[Provided data — start]
//! Consistent hash ring with virtual nodes.
//!
//! Each physical node owns many positions on a 64-bit ring; a key is
//! served by the first position clockwise of its hash. Virtual nodes
//! smooth the per-node share, and replica sets are built by continuing
//! the clockwise walk until enough *distinct* physical nodes are seen.
//!
//! The ring is built once at startup from the static cluster config and
//! treated as immutable by the coordinator; mutation is only exercised
//! by tests and requires external serialization.

use dkvs_common::hash::hash64;
use dkvs_common::NodeInfo;
use std::collections::BTreeMap;
use std::collections::HashMap;

/// Default number of virtual nodes per physical node.
pub const DEFAULT_VNODES: u32 = 128;

#[derive(Debug, Default)]
pub struct HashRing {
    /// position -> owning node. Positions are unique; collisions are
    /// dropped at insertion.
    ring: BTreeMap<u64, NodeInfo>,
    /// node_id -> address, one entry per physical node.
    nodes: HashMap<u32, String>,
}

impl HashRing {
    pub fn new() -> Self {
        Self::default()
    }

    /// Add a physical node with `vnodes` ring positions. Position `i` is
    /// the hash of `"<node_id>:<i>"`; a position already taken by an
    /// earlier insertion is skipped.
    pub fn add_node(&mut self, node_id: u32, address: &str, vnodes: u32) {
        self.nodes.insert(node_id, address.to_string());
        let info = NodeInfo::new(node_id, address);

        for i in 0..vnodes {
            let vnode_key = format!("{}:{}", node_id, i);
            let position = hash64(vnode_key.as_bytes());

            if self.ring.contains_key(&position) {
                tracing::warn!(position, node_id, vnode = i, "ring position collision, skipping");
                continue;
            }
            self.ring.insert(position, info.clone());
        }
    }

    /// Remove every position owned by `node_id`.
    pub fn remove_node(&mut self, node_id: u32) {
        self.ring.retain(|_, info| info.node_id != node_id);
        self.nodes.remove(&node_id);
    }

    /// The node owning `key`: first position strictly greater than the
    /// key's hash, wrapping to the ring's smallest position.
    pub fn get_node(&self, key: &[u8]) -> Option<&NodeInfo> {
        if self.ring.is_empty() {
            return None;
        }
        let hash = hash64(key);
        self.ring
            .range(hash.wrapping_add(1)..)
            .next()
            .or_else(|| self.ring.iter().next())
            .map(|(_, info)| info)
    }

    /// The replica set for `key`: up to `count` distinct physical nodes,
    /// in clockwise walk order starting from the owner. Deterministic for
    /// a given ring.
    pub fn get_replica_nodes(&self, key: &[u8], count: usize) -> Vec<NodeInfo> {
        let mut result: Vec<NodeInfo> = Vec::new();
        if self.ring.is_empty() || count == 0 {
            return result;
        }
        let want = count.min(self.nodes.len());

        let hash = hash64(key);
        let walk = self
            .ring
            .range(hash.wrapping_add(1)..)
            .chain(self.ring.range(..=hash));

        for (_, info) in walk {
            if result.iter().any(|n| n.node_id == info.node_id) {
                continue;
            }
            result.push(info.clone());
            if result.len() == want {
                break;
            }
        }
        result
    }

    /// Number of physical nodes.
    pub fn node_count(&self) -> usize {
        self.nodes.len()
    }

    /// Number of ring positions (virtual nodes).
    pub fn len(&self) -> usize {
        self.ring.len()
    }

    pub fn is_empty(&self) -> bool {
        self.ring.is_empty()
    }

    /// Iterate over the physical nodes (id, address).
    pub fn nodes(&self) -> impl Iterator<Item = (u32, &str)> {
        self.nodes.iter().map(|(id, addr)| (*id, addr.as_str()))
    }

    /// Address of a physical node, if present.
    pub fn address_of(&self, node_id: u32) -> Option<&str> {
        self.nodes.get(&node_id).map(String::as_str)
    }
}

// ---------------------------------------------------------------------------
// Tests
// ---------------------------------------------------------------------------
[Provided data — finish]
Work instruction — For the entries above, state how many lines contain the word "from". Provide the number by itself.

Task output — 2